Exchange Server Subscription Edition makes it possible to manage your email signatures centrally. Here’s how.

Email signature management using mail flow rules has been a thing since transport rules were invented. In Exchange Server Subscription Edition, it’s very similar to how it worked in Exchange 2019 or 2016. You use a transport rule to catch specific emails after they are sent. The rule adds a company-issued email signature (disclaimer) in transit, adding the right contact information from Active Directory (AD) on the fly. So, without further ado, let’s see how to manage Exchange Server SE email signatures.
Before you start
This is a step-by-step tutorial, showing how you can take control over your email branding with transport rules. I recommend reading through the whole article before attempting to set it up in your organization, because there are some limitations to what you can and cannot do. You’ve been warned.
Before you start, remember that you need to have enough permissions to access and set up the Exchange admin center in your Exchange Server SE (the Transport Rules role is required), which means you should be a member of Organization Management, Compliance Management or Records Management role group.
How it works
The idea is ingenious – why would you make everyone set up the same thing (or rather why would IT set it up for them individually), if you can manage it from one place? You come up with a template and add the required legal disclaimer, while contact details for specific users are taken automatically from Active Directory.

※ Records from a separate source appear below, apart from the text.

//! HashiCorp Vault KV v2 key store.
//!
//! Keys live at `<mount>/data/<prefix>/keys/<kid>` and the current pointers
//! at `<mount>/data/<prefix>/current/<use>`. Pointer updates use KV v2
//! check-and-set, so rotations racing from different processes cannot both
//! win. Encryption at rest is left to Vault.

use super::{KeyStore, is_valid_key_id, last_keys, select_current};
use crate::config::VaultStoreConfig;
use crate::crypto::KeyUse;
use crate::error::{JwksError, Result};
use crate::jwks::KeyMaterial;
use async_trait::async_trait;
use reqwest::{Client, Method, StatusCode};
use secrecy::{ExposeSecret, SecretString};
use serde::de::DeserializeOwned;
use serde::{Deserialize, Serialize};
use tokio::sync::Mutex;
use tracing::{debug, instrument, warn};

#[derive(Debug, Deserialize)]
struct KvReadResponse<T> {
    data: KvData<T>,
}

#[derive(Debug, Deserialize)]
struct KvData<T> {
    data: T,
    metadata: KvMetadata,
}

#[derive(Debug, Deserialize)]
struct KvMetadata {
    version: u64,
}

#[derive(Debug, Deserialize)]
struct KvListResponse {
    data: KvKeys,
}

#[derive(Debug, Deserialize)]
struct KvKeys {
    keys: Vec<String>,
}

#[derive(Serialize)]
struct KvWriteRequest<'a, T> {
    #[serde(skip_serializing_if = "Option::is_none")]
    options: Option<KvWriteOptions>,
    data: &'a T,
}

#[derive(Serialize)]
struct KvWriteOptions {
    cas: u64,
}

#[derive(Debug, Serialize, Deserialize)]
struct CurrentPointer {
    id: String,
}

/// Key store backed by Vault KV v2.
pub struct VaultKeyStore {
    http: Client,
    addr: String,
    token: SecretString,
    mount: String,
    prefix: String,
    write_lock: Mutex<()>,
}

impl std::fmt::Debug for VaultKeyStore {
    fn fmt(&self, f: &mut std::fmt::Formatter<'_>) -> std::fmt::Result {
        f.debug_struct("VaultKeyStore")
            .field("addr", &self.addr)
            .field("mount", &self.mount)
            .field("prefix", &self.prefix)
            .finish_non_exhaustive()
    }
}

impl VaultKeyStore {
    /// Create a store for the given Vault settings.
    ///
    /// # Errors
    ///
    /// Returns `StoreUnavailable` if the HTTP client cannot be built.
    pub fn new(config: &VaultStoreConfig) -> Result<Self> {
        let http = Client::builder().timeout(config.timeout).build()?;
        Ok(Self {
            http,
            addr: config.addr.trim_end_matches('/').to_string(),
            token: SecretString::from(config.token.expose_secret().to_string()),
            mount: config.mount.trim_matches('/').to_string(),
            prefix: config.prefix.trim_matches('/').to_string(),
            write_lock: Mutex::new(()),
        })
    }

    fn data_url(&self, path: &str) -> String {
        format!("{}/v1/{}/data/{}/{path}", self.addr, self.mount, self.prefix)
    }

    fn metadata_url(&self, path: &str) -> String {
        format!("{}/v1/{}/metadata/{}/{path}", self.addr, self.mount, self.prefix)
    }

    fn request(&self, method: Method, url: &str) -> reqwest::RequestBuilder {
        self.http
            .request(method, url)
            .header("X-Vault-Token", self.token.expose_secret())
    }

    /// Read a secret and its version, `None` on 404.
    async fn read<T: DeserializeOwned>(&self, path: &str) -> Result<Option<(T, u64)>> {
        let response = self.request(Method::GET, &self.data_url(path)).send().await?;
        match response.status() {
            StatusCode::NOT_FOUND => Ok(None),
            status if status.is_success() => {
                let body: KvReadResponse<T> = response.json().await?;
                Ok(Some((body.data.data, body.data.metadata.version)))
            }
            status => Err(unavailable(status, response).await),
        }
    }

    /// Write a secret. With `cas`, returns `false` when the version moved.
    async fn write<T: Serialize + Sync>(
        &self,
        path: &str,
        data: &T,
        cas: Option<u64>,
    ) -> Result<bool> {
        let body = KvWriteRequest {
            options: cas.map(|cas| KvWriteOptions { cas }),
            data,
        };
        let response = self
            .request(Method::POST, &self.data_url(path))
            .json(&body)
            .send()
            .await?;
        match response.status() {
            status if status.is_success() => Ok(true),
            StatusCode::BAD_REQUEST if cas.is_some() => {
                let text = response.text().await.unwrap_or_default();
                if text.contains("check-and-set") {
                    Ok(false)
                } else {
                    Err(JwksError::store(format!("Status 400: {text}")))
                }
            }
            status => Err(unavailable(status, response).await),
        }
    }

    async fn list(&self, path: &str) -> Result<Vec<String>> {
        let response = self
            .request(Method::GET, &self.metadata_url(path))
            .query(&[("list", "true")])
            .send()
            .await?;
        match response.status() {
            StatusCode::NOT_FOUND => Ok(Vec::new()),
            status if status.is_success() => {
                let body: KvListResponse = response.json().await?;
                Ok(body.data.keys)
            }
            status => Err(unavailable(status, response).await),
        }
    }

    /// Remove every version of a secret.
    async fn delete(&self, path: &str) -> Result<()> {
        let response = self
            .request(Method::DELETE, &self.metadata_url(path))
            .send()
            .await?;
        match response.status() {
            status if status.is_success() || status == StatusCode::NOT_FOUND => Ok(()),
            status => Err(unavailable(status, response).await),
        }
    }

    async fn read_key(&self, key_id: &str) -> Result<Option<KeyMaterial>> {
        if !is_valid_key_id(key_id) {
            return Ok(None);
        }
        Ok(self
            .read::<KeyMaterial>(&format!("keys/{key_id}"))
            .await?
            .map(|(key, _)| key))
    }

    async fn write_key(&self, material: &KeyMaterial) -> Result<()> {
        if !is_valid_key_id(material.id()) {
            return Err(JwksError::config(format!(
                "key id {:?} is not a valid Vault path segment",
                material.id()
            )));
        }
        self.write(&format!("keys/{}", material.id()), material, None)
            .await
            .map(|_| ())
    }

    async fn read_all(&self) -> Result<Vec<KeyMaterial>> {
        let mut keys = Vec::new();
        for name in self.list("keys").await? {
            if let Some(key) = self.read_key(name.trim_end_matches('/')).await? {
                keys.push(key);
            }
        }
        Ok(keys)
    }

    fn pointer_path(key_use: KeyUse) -> String {
        format!("current/{}", key_use.as_str())
    }

    async fn refresh_pointer(&self, key_use: KeyUse) -> Result<()> {
        let keys = self.read_all().await?;
        match select_current(&keys, key_use) {
            Some(current) => {
                let pointer = CurrentPointer {
                    id: current.id().to_string(),
                };
                self.write(&Self::pointer_path(key_use), &pointer, None)
                    .await
                    .map(|_| ())
            }
            None => self.delete(&Self::pointer_path(key_use)).await,
        }
    }
}

async fn unavailable(status: StatusCode, response: reqwest::Response) -> JwksError {
    let text = response.text().await.unwrap_or_default();
    JwksError::store(format!("Status {status}: {text}"))
}

#[async_trait]
impl KeyStore for VaultKeyStore {
    fn backend(&self) -> &'static str {
        "vault"
    }

    #[instrument(skip(self, material), fields(key_id = %material.id()))]
    async fn store(&self, material: &KeyMaterial) -> Result<()> {
        let _guard = self.write_lock.lock().await;
        self.write_key(material).await?;
        self.refresh_pointer(material.key_use()).await
    }

    #[instrument(skip(self))]
    async fn get_current(&self, key_use: KeyUse) -> Result<Option<KeyMaterial>> {
        if let Some((pointer, _)) = self
            .read::<CurrentPointer>(&Self::pointer_path(key_use))
            .await?
        {
            if let Some(key) = self.read_key(&pointer.id).await? {
                if key.key_use() == key_use && !key.is_revoked() {
                    return Ok(Some(key));
                }
            }
            warn!(key_id = %pointer.id, "Stale current pointer, scanning keys");
        }
        let keys = self.read_all().await?;
        Ok(select_current(&keys, key_use).cloned())
    }

    async fn get(&self, key_id: &str) -> Result<Option<KeyMaterial>> {
        self.read_key(key_id).await
    }

    async fn get_last_keys(
        &self,
        quantity: usize,
        key_use: Option<KeyUse>,
    ) -> Result<Vec<KeyMaterial>> {
        Ok(last_keys(self.read_all().await?, quantity, key_use))
    }

    #[instrument(skip(self))]
    async fn revoke(&self, key_id: &str, reason: Option<&str>) -> Result<Option<KeyMaterial>> {
        let _guard = self.write_lock.lock().await;
        let Some(mut key) = self.read_key(key_id).await? else {
            return Ok(None);
        };
        if key.revoke(reason) {
            self.write_key(&key).await?;
            self.refresh_pointer(key.key_use()).await?;
        }
        Ok(Some(key))
    }

    #[instrument(skip(self, material), fields(key_id = %material.id()))]
    async fn replace_current(
        &self,
        expected_current: Option<&str>,
        material: &KeyMaterial,
        revoke_reason: Option<&str>,
    ) -> Result<bool> {
        let _guard = self.write_lock.lock().await;
        let pointer_path = Self::pointer_path(material.key_use());
        let version = self
            .read::<CurrentPointer>(&pointer_path)
            .await?
            .map_or(0, |(_, version)| version);

        let keys = self.read_all().await?;
        let current = select_current(&keys, material.key_use());
        if current.map(KeyMaterial::id) != expected_current {
            return Ok(false);
        }

        self.write_key(material).await?;
        let pointer = CurrentPointer {
            id: material.id().to_string(),
        };
        if !self.write(&pointer_path, &pointer, Some(version)).await? {
            debug!("Current pointer moved concurrently, discarding new key");
            self.delete(&format!("keys/{}", material.id())).await?;
            return Ok(false);
        }

        if let (Some(current), Some(reason)) = (current, revoke_reason) {
            let mut replaced = current.clone();
            replaced.revoke(Some(reason));
            self.write_key(&replaced).await?;
        }
        Ok(true)
    }

    async fn clear(&self) -> Result<()> {
        let _guard = self.write_lock.lock().await;
        for name in self.list("keys").await? {
            self.delete(&format!("keys/{}", name.trim_end_matches('/'))).await?;
        }
        for key_use in [KeyUse::Signature, KeyUse::Encryption] {
            self.delete(&Self::pointer_path(key_use)).await?;
        }
        Ok(())
    }
}

#[cfg(test)]
mod tests {
    use super::*;

    fn store(addr: &str) -> VaultKeyStore {
        VaultKeyStore::new(
            &VaultStoreConfig::new(addr, "s.test")
                .with_mount("/kv/")
                .with_prefix("auth/jwks"),
        )
        .unwrap()
    }

    #[test]
    fn test_paths() {
        let store = store("http://vault:8200/");
        assert_eq!(
            store.data_url("keys/abc"),
            "http://vault:8200/v1/kv/data/auth/jwks/keys/abc"
        );
        assert_eq!(
            store.metadata_url("keys"),
            "http://vault:8200/v1/kv/metadata/auth/jwks/keys"
        );
        assert_eq!(VaultKeyStore::pointer_path(KeyUse::Encryption), "current/enc");
    }

    #[test]
    fn test_debug_hides_token() {
        let debug = format!("{:?}", store("http://vault:8200"));
        assert!(!debug.contains("s.test"));
    }
}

With this method, signatures are added in transit, so users can send their emails with no signature at all. A mail flow rule will handle it for them.
After setting everything up, you prevent users from messing with their job titles and adding custom quotes. You set it up once, making signatures fully-automatic in your Exchange Server SE.
Sounds too good to be true, right?
How to set up a global Exchange Server email signature
Setting up your centrally-managed Exchange Server SE email signatures requires you to go through 3 main steps. I’ll break everything down below.
Step 1: Get the HTML code for the email signature
The best way to start is to get the HTML code you’ll need during the setup. You have two basic options:
Option 1 (Hard and ambitious): Create the HTML yourself
You can create HTML code for your email signature yourself. Remember that you need to:
- use inline CSS,
- preferably keep everything in tables,
- use only hosted images,
- use the right format of AD placeholders (also called macros) to have all contact details automatically filled in.
Option 2 (Quick and effective): Use the free email signature generator
The free email signature generator comes with over 100 templates that you can easily modify. Their HTML code is optimized to display signatures correctly no matter if your recipients use Outlook, Apple Mail or any other app. You don’t have to worry about the right placeholders either – the generator can add these with a click of a button. And there’s no catch – you don’t even need to create an account or subscribe to a newsletter to use the generator.
Step 2: Create a rule in the Exchange admin center
- Go to your Exchange admin center > mail flow > rules. Then, click the plus button and select Apply disclaimers.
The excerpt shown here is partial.